Держи себя в руках. Не ерзай.
— О чем ты?
— Ну… погоди, я не обижу, если скажу, что думаю?
«…и вызову твою „темную половину“». Это, очевидно, хотел спросить он, также опасаясь ее, как и она сама.
— Нет.
Может быть.
Его взгляд стал еще более внимательным, пока он взвешивал правдивость ее ответа. Должно быть, он прочел решительность в ее лице и кивнул.
— Кажется, я уже говорил это ранее, но из того малого, что я знаю, Гарпии — отвратительные существа с ужасающими лицами, увенчанными острыми клювами. И вообще, они наполовину птицы, злобные и безжалостные. Ты… ты же совсем не такая.
Неужели он так просто забыл, что она сотворила с Крисом?
Она глянула на Сабина, но он оставался на месте. Дыхание воина было глубоким, ровным и его лимонный вперемешку с мятой аромат доносился до нее.

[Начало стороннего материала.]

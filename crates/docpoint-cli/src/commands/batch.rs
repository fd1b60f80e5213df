//! Batch command for extracting from many PDFs.

use std::collections::HashMap;
use std::fs;
use std::path::{Path, PathBuf};
use std::time::Instant;

use clap::Args;
use console::style;
use docpoint_core::{DocumentExtractor, ExtractionMode, FieldRequest, FieldResult};
use glob::glob;
use indicatif::{ProgressBar, ProgressStyle};
use serde::Serialize;
use tracing::{debug, error, warn};

use super::{ModeArg, OutputFormat, build_extractor, format_results, load_config, parse_fields};

/// Arguments for the batch command.
#[derive(Args)]
pub struct BatchArgs {
    /// Glob pattern matching input PDFs
    #[arg(required = true)]
    input: String,

    /// Field to extract, as NAME or NAME=DESCRIPTION (repeatable)
    #[arg(short = 'f', long = "field", value_name = "NAME[=DESCRIPTION]", required = true)]
    fields: Vec<String>,

    /// Matching mode (default: extraction.default_mode)
    #[arg(short, long, value_enum)]
    mode: Option<ModeArg>,

    /// Output directory (default: JSON lines on stdout)
    #[arg(short, long)]
    output_dir: Option<PathBuf>,

    /// Output format for each file written to the output directory
    #[arg(long, value_enum, default_value = "json")]
    format: OutputFormat,

    /// Also generate a summary CSV
    #[arg(long)]
    summary: bool,

    /// Continue on error
    #[arg(long)]
    continue_on_error: bool,
}

/// Result of processing a single file.
struct ProcessResult {
    path: PathBuf,
    results: Option<Vec<FieldResult>>,
    error: Option<String>,
    processing_time_ms: u64,
}

/// One line of JSON lines output.
#[derive(Serialize)]
struct FileLine<'a> {
    file: String,
    results: &'a [FieldResult],
}

pub async fn run(args: BatchArgs, config_path: Option<&str>) -> anyhow::Result<()> {
    let start = Instant::now();
    let config = load_config(config_path)?;

    let files: Vec<PathBuf> = glob(&args.input)?
        .filter_map(|r| r.ok())
        .filter(|p| {
            p.extension()
                .and_then(|e| e.to_str())
                .is_some_and(|ext| ext.eq_ignore_ascii_case("pdf"))
        })
        .collect();

    if files.is_empty() {
        anyhow::bail!("No matching files found for pattern: {}", args.input);
    }

    eprintln!(
        "{} Found {} files to process",
        style("ℹ").blue(),
        files.len()
    );

    if let Some(ref output_dir) = args.output_dir {
        check_output_stems(&files)?;
        fs::create_dir_all(output_dir)?;
    }

    let mode = args
        .mode
        .map(ExtractionMode::from)
        .unwrap_or(config.extraction.default_mode);
    let fields = parse_fields(&args.fields);
    let extractor = build_extractor(&config);

    let pb = ProgressBar::new(files.len() as u64);
    pb.set_style(
        ProgressStyle::default_bar()
            .template("{spinner:.green} [{elapsed_precise}] [{bar:40.cyan/blue}] {pos}/{len} files")?
            .progress_chars("=>-"),
    );

    let mut results = Vec::with_capacity(files.len());

    for path in files {
        let file_start = Instant::now();
        let outcome = process_single_file(&path, &extractor, mode, &fields);
        let processing_time_ms = file_start.elapsed().as_millis() as u64;

        match outcome {
            Ok(fields) => results.push(ProcessResult {
                path,
                results: Some(fields),
                error: None,
                processing_time_ms,
            }),
            Err(e) => {
                let error_msg = e.to_string();
                if args.continue_on_error {
                    warn!("Failed to process {}: {}", path.display(), error_msg);
                    results.push(ProcessResult {
                        path,
                        results: None,
                        error: Some(error_msg),
                        processing_time_ms,
                    });
                } else {
                    pb.abandon();
                    error!("Failed to process {}: {}", path.display(), error_msg);
                    anyhow::bail!("Processing {} failed: {}", path.display(), error_msg);
                }
            }
        }

        pb.inc(1);
    }

    pb.finish_and_clear();

    for result in &results {
        let Some(fields) = &result.results else {
            continue;
        };

        match &args.output_dir {
            Some(output_dir) => {
                let stem = output_stem(&result.path);
                let output_path = output_dir.join(format!("{}.{}", stem, args.format.extension()));

                fs::write(&output_path, format_results(fields, args.format)?)?;
                debug!("Wrote output to {}", output_path.display());
            }
            None => {
                let line = FileLine {
                    file: result.path.display().to_string(),
                    results: fields,
                };
                println!("{}", serde_json::to_string(&line)?);
            }
        }
    }

    if args.summary {
        let summary_path = args
            .output_dir
            .as_ref()
            .map(|d| d.join("summary.csv"))
            .unwrap_or_else(|| PathBuf::from("summary.csv"));

        write_summary(&summary_path, &results)?;
        eprintln!(
            "{} Summary written to {}",
            style("✓").green(),
            summary_path.display()
        );
    }

    let failed: Vec<_> = results.iter().filter(|r| r.error.is_some()).collect();

    eprintln!();
    eprintln!(
        "{} Processed {} files in {:?}",
        style("✓").green(),
        results.len(),
        start.elapsed()
    );
    eprintln!(
        "   {} successful, {} failed",
        style(results.len() - failed.len()).green(),
        style(failed.len()).red()
    );

    if !failed.is_empty() {
        eprintln!();
        eprintln!("{}", style("Failed files:").red());
        for result in &failed {
            eprintln!(
                "  - {}: {}",
                result.path.display(),
                result.error.as_deref().unwrap_or("unknown error")
            );
        }
    }

    Ok(())
}

fn output_stem(path: &Path) -> &str {
    path.file_stem()
        .and_then(|s| s.to_str())
        .unwrap_or("document")
}

/// Output files are named after the input stem, so two inputs sharing a
/// stem would overwrite each other.
fn check_output_stems(files: &[PathBuf]) -> anyhow::Result<()> {
    let mut seen: HashMap<&str, &PathBuf> = HashMap::new();

    for path in files {
        if let Some(previous) = seen.insert(output_stem(path), path) {
            anyhow::bail!(
                "{} and {} would both be written as {}.*, rename one or use separate runs",
                previous.display(),
                path.display(),
                output_stem(path)
            );
        }
    }

    Ok(())
}

fn process_single_file(
    path: &PathBuf,
    extractor: &DocumentExtractor,
    mode: ExtractionMode,
    fields: &[FieldRequest],
) -> anyhow::Result<Vec<FieldResult>> {
    let data = fs::read(path)?;
    Ok(extractor.extract(mode, &data, fields)?)
}

fn write_summary(path: &PathBuf, results: &[ProcessResult]) -> anyhow::Result<()> {
    let mut wtr = csv::Writer::from_path(path)?;

    wtr.write_record(["filename", "status", "found", "requested", "processing_time_ms", "error"])?;

    for result in results {
        let filename = result
            .path
            .file_name()
            .and_then(|s| s.to_str())
            .unwrap_or("");
        let time = result.processing_time_ms.to_string();

        match &result.results {
            Some(fields) => {
                let found = fields.iter().filter(|r| r.is_found()).count().to_string();
                let requested = fields.len().to_string();
                wtr.write_record([filename, "success", &found, &requested, &time, ""])?;
            }
            None => {
                let error = result.error.as_deref().unwrap_or("");
                wtr.write_record([filename, "error", "", "", &time, error])?;
            }
        }
    }

    wtr.flush()?;
    Ok(())
}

Он не напомнил Страйдеру, что не все легенды рассказывают чистую правду?
— У нас плохая репутация, только и всего.
— Нет, здесь нечто большее.
Для нее, о да. Не то, чтобы она могла рассказать ему.
У ее сестер — счастливиц — были отцы, умеющие менять форму. Отец Талии — змей, а близняшек — феникс.
С другой стороны, ее папенька — ангел, о чем, впрочем, ей было запрещено говорить. Ангелы были слишком чисты, слишком совершенны, а у Гвен имелось предостаточно слабостей.
Как и всегда, мысль об отце заставила ее сердце сжаться.
Хотя Гарпии главным образом являлись матриархальным сообществом, отцам дозволялось встречаться с детьми, если они того пожелают.